The female lead was taken by Phoebe Shaw, who had previously appeared in several TV commercials, and was renamed 'Vanessa Shaw' for the film. During filming, Shaw and Askwith briefly became lovers. Her only other known roles were an uncredited bit part in a 1969 American TV adaptation of David Copperfield and brief roles as a boutique assistant in Say Hello to Yesterday (1970) and a police cadet in Ooh… You Are Awful (1972). 'Dwarf' actor Skip Martin (who ran a tobacconist's shop in between acting assignments) and veteran character actor Dennis Price also appeared in the film, as well as Kurt Christian, whose full title was Baron Kurt Christian von Siengenberg, and who left the country not long after the film was released. His ambition at the time, according to Films and Filming magazine, was to "play a role that does not involve killing somebody".
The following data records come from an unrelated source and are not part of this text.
impl<'a> ResolveContext<'a> {
    pub fn new(base_path: impl Into<PathBuf>, categories: &'a dyn CategoryLookup) -> Self {
        Self {
            base_path: base_path.into(),
            categories,
            now: Local::now(),
        }
    }

    /// Pin the reference time.
    pub fn at(mut self, now: DateTime<Local>) -> Self {
        self.now = now;
        self
    }

    // ------------------------------------------------------------------------
    // Shared path selection
    // ------------------------------------------------------------------------

    /// Folder that `action` sends the file (or its copy) to, given the
    /// cursor's current folder. `None` means a configuration error: the
    /// action leaves the cursor unchanged.
    pub(crate) fn target_directory(
        &self,
        action: &RuleAction,
        file: &FileInfo,
        current_dir: &Path,
    ) -> Option<PathBuf> {
        let target = match action {
            RuleAction::MoveToFolder(folder) | RuleAction::CopyToFolder(folder) => {
                self.folder_path(folder, file)
            }
            RuleAction::MoveToCategory(id) => self
                .category(id, file)
                .and_then(|c| self.folder_path(&c.destination, file)),
            RuleAction::SortIntoSubfolder(pattern) => {
                let expanded = expand(pattern.trim(), file, self.now);
                let sub = expanded.trim().trim_matches('/');
                if sub.is_empty() {
                    None
                } else {
                    Some(current_dir.join(normalize_separators(sub)))
                }
            }
            RuleAction::Rename(_)
            | RuleAction::Delete
            | RuleAction::Ignore
            | RuleAction::Continue => return None,
        };

        if target.is_none() {
            tracing::warn!(
                action = %action.kind(),
                value = action.value().unwrap_or_default(),
                file = %file.full_name,
                "action has no usable destination; skipped"
            );
        }
        target
    }

    /// New file name for a `Rename` pattern, computed from the original
    /// metadata. Path separators in the result are replaced with `_`.
    pub(crate) fn rename_target(&self, pattern: &str, file: &FileInfo) -> Option<String> {
        let expanded = expand_file_name(pattern.trim(), file, self.now).replace(['/', '\\'], "_");
        let name = expanded.trim();
        if name.is_empty() || name == "." || name == ".." {
            tracing::warn!(pattern, file = %file.full_name, "rename pattern expands to an empty name; skipped");
            return None;
        }
        Some(name.to_string())
    }

    fn folder_path(&self, folder: &str, file: &FileInfo) -> Option<PathBuf> {
        let folder = folder.trim();
        if folder.is_empty() {
            return None;
        }
        let expanded = normalize_separators(&expand(folder, file, self.now));
        Some(self.absolutize(&expanded))
    }

    fn absolutize(&self, folder: &str) -> PathBuf {
        if let Some(rest) = folder.strip_prefix("~/").or_else(|| folder.strip_prefix("~\\")) {
            if let Some(home) = dirs::home_dir() {
                return home.join(rest);
            }
        }
        let path = Path::new(folder);
        if path.is_absolute() {
            path.to_path_buf()
        } else {
            self.base_path.join(path)
        }
    }

    /// Category named by `id`, or the file's own category when `id` is blank.
    fn category(&self, id: &str, file: &FileInfo) -> Option<&'a CategoryDef> {
        let id = id.trim();
        if !id.is_empty() {
            return self.categories.category_by_id(id);
        }
        file.category
            .as_deref()
            .and_then(|c| self.categories.category_by_id(c))
            .or_else(|| self.categories.category_for_extension(&file.extension))
    }

    // ------------------------------------------------------------------------
    // Resolution
    // ------------------------------------------------------------------------

    /// Predict every path `actions` produce for `file`, in action order.
    ///
    /// Relocating actions share a single primary entry that is replaced in
    /// place; copies are appended with the name current at the time of the
    /// copy.
    pub fn resolve(&self, actions: &[RuleAction], file: &FileInfo) -> Vec<Destination> {
        let mut destinations: Vec<Destination> = Vec::new();
        let mut primary: Option<usize> = None;
        let mut dir = file.directory().to_path_buf();
        let mut name = file.full_name.clone();

        for action in actions {
            match action {
                RuleAction::MoveToFolder(_)
                | RuleAction::MoveToCategory(_)
                | RuleAction::SortIntoSubfolder(_) => {
                    let Some(target) = self.target_directory(action, file, &dir) else {
                        continue;
                    };
                    dir = target;
                    set_primary(
                        &mut destinations,
                        &mut primary,
                        Destination::new(dir.join(&name), action.kind()),
                    );
                }
                RuleAction::CopyToFolder(_) => {
                    let Some(target) = self.target_directory(action, file, &dir) else {
                        continue;
                    };
                    destinations.push(Destination::new(target.join(&name), ActionType::CopyToFolder));
                }
                RuleAction::Rename(pattern) => {
                    let Some(new_name) = self.rename_target(pattern, file) else {
                        continue;
                    };
                    name = new_name;
                    set_primary(
                        &mut destinations,
                        &mut primary,
                        Destination::new(dir.join(&name), ActionType::Rename),
                    );
                }
                RuleAction::Delete => {
                    destinations.push(Destination::new(TRASH_MARKER, ActionType::Delete));
                    break;
                }
                RuleAction::Ignore => return Vec::new(),
                RuleAction::Continue => {}
            }
        }

        destinations
    }

    /// Match and resolve each file against `rules`.
    pub fn preview(&self, files: &[FileInfo], rules: &[Rule]) -> Vec<FileOrganizeResult> {
        let matcher = RuleMatcher::new(rules);
        files
            .iter()
            .map(|file| {
                let chain = matcher.match_chain(file, self.now);
                let actions = chain_actions(&chain);
                let destinations = self.resolve(&actions, file);
                FileOrganizeResult::new(file, &chain, destinations)
            })
            .collect()
    }
}
//! Builtin Category Definitions
//!
//! コード内で定義されるビルトインカテゴリ。
//! 設定ファイルが無くても拡張子ベースで分類できる。

use serde::{Deserialize, Serialize};

/// デフォルトの優先度
pub const DEFAULT_CATEGORY_PRIORITY: i32 = 100;

/// ビルトインカテゴリ定義
pub const BUILTIN_CATEGORIES: &[BuiltinCategory] = &[
    BuiltinCategory {
        id: "documents",
        name: "Documents",
        extensions: &[
            "pdf", "doc", "docx", "odt", "rtf", "txt", "md", "pages", "xls", "xlsx", "ods",
            "csv", "ppt", "pptx", "odp", "key", "epub",
        ],
        destination: "Documents",
        icon: "file-text",
        priority: DEFAULT_CATEGORY_PRIORITY,
    },
    BuiltinCategory {
        id: "images",
        name: "Images",
        extensions: &[
            "jpg", "jpeg", "png", "gif", "bmp", "tif", "tiff", "webp", "heic", "svg", "raw",
            "cr2", "nef", "psd",
        ],
        destination: "Images",
        icon: "image",
        priority: DEFAULT_CATEGORY_PRIORITY,
    },
    BuiltinCategory {
        id: "videos",
        name: "Videos",
        extensions: &["mp4", "mov", "avi", "mkv", "wmv", "flv", "webm", "m4v", "mpg", "mpeg"],
        destination: "Videos",
        icon: "film",
        priority: DEFAULT_CATEGORY_PRIORITY,
    },
    BuiltinCategory {
        id: "audio",
        name: "Audio",
        extensions: &["mp3", "wav", "flac", "aac", "ogg", "m4a", "wma", "aiff", "opus"],
        destination: "Audio",
        icon: "music",
        priority: DEFAULT_CATEGORY_PRIORITY,
    },
    BuiltinCategory {
        id: "archives",
        name: "Archives",
        extensions: &["zip", "rar", "7z", "tar", "gz", "bz2", "xz", "tgz", "iso"],
        destination: "Archives",
        icon: "archive",
        priority: DEFAULT_CATEGORY_PRIORITY,
    },
    BuiltinCategory {
        id: "code",
        name: "Code",
        extensions: &[
            "rs", "py", "js", "ts", "tsx", "jsx", "go", "java", "kt", "c", "cpp", "h", "hpp",
            "cs", "rb", "swift", "sh", "json", "yaml", "yml", "toml", "xml", "html", "css",
            "sql",
        ],
        destination: "Code",
        icon: "code",
        priority: DEFAULT_CATEGORY_PRIORITY,
    },
    BuiltinCategory {
        id: "installers",
        name: "Installers",
        extensions: &["dmg", "pkg", "exe", "msi", "deb", "rpm", "appimage", "apk"],
        destination: "Installers",
        icon: "package",
        priority: DEFAULT_CATEGORY_PRIORITY,
    },
];

/// ビルトインカテゴリの静的定義
#[derive(Debug, Clone)]
pub struct BuiltinCategory {
    /// カテゴリID（一意識別子）
    pub id: &'static str,
    /// 表示名
    pub name: &'static str,
    /// 対象の拡張子（ドット無し、小文字）
    pub extensions: &'static [&'static str],
    /// 移動先フォルダ（相対パスは整理対象フォルダ基準）
    pub destination: &'static str,
    /// UI用アイコン名
    pub icon: &'static str,
    /// 優先度（同じ拡張子が複数カテゴリにある場合、高いほど優先）
    pub priority: i32,
}

/// ランタイムカテゴリ定義
///
/// ビルトインまたは設定ファイルから構築される。
#[derive(Debug, Clone, PartialEq, Eq, Serialize, Deserialize)]
pub struct CategoryDef {
    pub id: String,
    pub name: String,
    pub extensions: Vec<String>,
    pub destination: String,
    pub icon: String,
    pub priority: i32,
}

impl CategoryDef {
    /// 拡張子がこのカテゴリに含まれるか（大文字小文字を区別しない）
    pub fn contains_extension(&self, ext: &str) -> bool {
        let ext = ext.trim_start_matches('.');
        self.extensions.iter().any(|e| e.eq_ignore_ascii_case(ext))
    }
}

impl From<&BuiltinCategory> for CategoryDef {
    fn from(b: &BuiltinCategory) -> Self {
        Self {
            id: b.id.to_string(),
            name: b.name.to_string(),
            extensions: b.extensions.iter().map(|s| s.to_string()).collect(),
            destination: b.destination.to_string(),
            icon: b.icon.to_string(),
            priority: b.priority,
        }
    }
}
Nicky Henson was originally considered for Christian's role.

===Music===
Horror Hospital contains a pop music number, "Mark of Death", composed by Jason DeHavilland and performed by the group Mystic (James IV Boris, Alan "The River" Hudson, Simon Lust).

== Reception ==
The Monthly Film Bulletin wrote: "If Horror Hospital is more consistently enjoyable than Secrets of Sex, this is perhaps not so much because it boasts a more illustrious cast as because the conventions of the horror film are at once more rigid and more susceptible to Balch's macabre bent. ... The dialogue maintains an unusually high standard of double entendre ... . And if Horror Hospital makes no serious attempt to replace the basic clichés, it at least celebrates their survival with a satirical relish seldom displayed on this side of the Atlantic."

Sight and Sound wrote: "Antony Balch's all-out assault on the conventions of the horror movie produces a ghoulish giggle or two in a tale of one of those health resorts where lobotomy turns out to be part of the cure. Reminiscent of early Corman in its camp sense of fun, and appropriately over-acted by most of the cast."

The Los Angeles Times wrote: "'In Antony Balch and Alan Watson's ludicrous screenplay, clichés mask for hipness and there is no thought behind the mind control. Director Balch mixes campy humor, gruesome deeds and brutal shock effects. Gough, who is appropriately ghoulish, wears a crimson cape and a tuxedo he may have borrowed from Dracula."

== Home media ==
The film was originally released on DVD in the US by Elite Entertainment on 2 November 1999. A new remastered DVD with a new commentary from producer Richard Gordon was released by Dark Sky Films on 15 June 2010.

The film was re-released on DVD and released for the first time on Blu-ray in the UK by Odeon on 10 August 2015.